● **To do**:
Look through the lines below; wherever the word "Entity" appears, copy that line.

START Records

use thiserror::Error;

/// Unified error type for database operations that application code can handle
#[derive(Error, Debug)]
pub enum DbError {
    /// Entity not found by the given identifier
    #[error("Entity not found")]
    NotFound,

    /// Catch-all for non-recoverable errors
    #[error(transparent)]
    Other(#[from] anyhow::Error),
}

impl From<sqlx::Error> for DbError {
    fn from(err: sqlx::Error) -> Self {
        match err {
            sqlx::Error::RowNotFound => DbError::NotFound,
            _ => DbError::Other(anyhow::Error::from(err)),
        }
    }
}

/// Type alias for database operation results
pub type Result<T> = std::result::Result<T, DbError>;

END Records

● **Task solution**:
    /// Entity not found by the given identifier
    #[error("Entity not found")]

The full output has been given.